Chinese biological science firm Suzhou Abogen has announced that a COVID-19 vaccine candidate using envoy RNA (mRNA) technology and targeting the Omicron variant has been approved for clinical trials in the United Arab Emirates.
With last night’s announcement, Abogen joins Pfizer/BioNTech and Moderna as they continue their trials of candidates modified against Omicron, a highly infectious variant that is resistant to antibodies produced by current vaccines.
China has vaccinated more than 88 percent of its 1.4 billion people against COVID with envoy non-RNA-type vaccines. However, China has not approved any foreign vaccines, despite showing that Sinopharm and Sinovac’s two most used products have lower efficacy against COVID infection than Pfizer/BioNTech and Moderna’s ambassador RNA vaccines.

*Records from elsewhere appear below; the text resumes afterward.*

//! Relational store for accounts, story rows and story statistics.
//!
//! Uses rusqlite (SQLite) with a thread-safe `Database` handle.
//! All access is serialized through a `Mutex<Connection>`.

use std::path::{Path, PathBuf};
use std::sync::{Arc, Mutex};

use rusqlite::Connection;

pub mod error;
pub mod migrations;
pub mod story_repo;
pub mod user_repo;

pub use error::DatabaseError;

/// Thread-safe database handle wrapping a single rusqlite connection.
///
/// Cloning is cheap (inner `Arc`). WAL mode lets the web tier read while the
/// worker writes.
#[derive(Clone)]
pub struct Database {
    conn: Arc<Mutex<Connection>>,
}

impl Database {
    /// Opens (or creates) the database at the given path and runs all
    /// pending migrations.
    pub fn open(path: &Path) -> Result<Self, DatabaseError> {
        if let Some(parent) = path.parent() {
            std::fs::create_dir_all(parent).map_err(|e| DatabaseError::Io {
                path: parent.to_path_buf(),
                source: e,
            })?;
        }

        let conn = Connection::open(path)?;
        conn.execute_batch(
            "PRAGMA journal_mode=WAL; PRAGMA foreign_keys=ON; PRAGMA busy_timeout=5000;",
        )?;

        migrations::run_all(&conn)?;

        log::info!(
            "Database opened at {}",
            crate::sanitize::redact_path(path)
        );

        Ok(Self {
            conn: Arc::new(Mutex::new(conn)),
        })
    }

    /// Opens an in-memory database for testing. Runs all migrations.
    pub fn open_in_memory() -> Result<Self, DatabaseError> {
        let conn = Connection::open_in_memory()?;
        conn.execute_batch("PRAGMA foreign_keys=ON;")?;

        migrations::run_all(&conn)?;

        Ok(Self {
            conn: Arc::new(Mutex::new(conn)),
        })
    }

    /// Provides locked access to the underlying connection.
    pub fn with_conn<F, T>(&self, f: F) -> Result<T, DatabaseError>
    where
        F: FnOnce(&Connection) -> Result<T, DatabaseError>,
    {
        let conn = self.conn.lock().map_err(|_| DatabaseError::LockPoisoned)?;
        f(&conn)
    }

    /// Like [`with_conn`](Self::with_conn) but with a mutable connection,
    /// for callers that open a transaction.
    pub fn with_conn_mut<F, T>(&self, f: F) -> Result<T, DatabaseError>
    where
        F: FnOnce(&mut Connection) -> Result<T, DatabaseError>,
    {
        let mut conn = self.conn.lock().map_err(|_| DatabaseError::LockPoisoned)?;
        f(&mut conn)
    }
}

/// Fallback database location: `~/.storyteller/data/storyteller.db`.
pub fn default_database_path() -> Option<PathBuf> {
    dirs::home_dir().map(|h| h.join(".storyteller").join("data").join("storyteller.db"))
}

/// Timestamp format used for every `*_at` column.
pub(crate) fn now_text() -> String {
    chrono::Local::now().format("%Y-%m-%d %H:%M:%S").to_string()
}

Abogen reported that it is contacting regulators in China and other countries, as well as the UAE, for clinical trials.
Phase three trials of another ambassador RNA vaccine, based on an older type of Corona virus without major mutations, developed by Abogen with biotech firm Walvax and a Chinese military-backed research institution are also underway in China, Mexico, and Indonesia.
Walvax is also partnering with Shanghai-based RNACure to develop a variant-targeted messenger RNA vaccine with a design different from Abogen’s.
Two vaccine candidates from Sinopharm and one from Sinovac, specific to Omicron containing inactivated or “killed” Corona virus, were approved for clinical trials in Hong Kong and China last week.
Sinopharm’s subsidiary, China National Biotechnology Group, said yesterday that the United Arab Emirates has approved clinical trials for the firm’s two inactivated Omicron vaccines, alongside Sinopharm’s third protein-based vaccine candidate.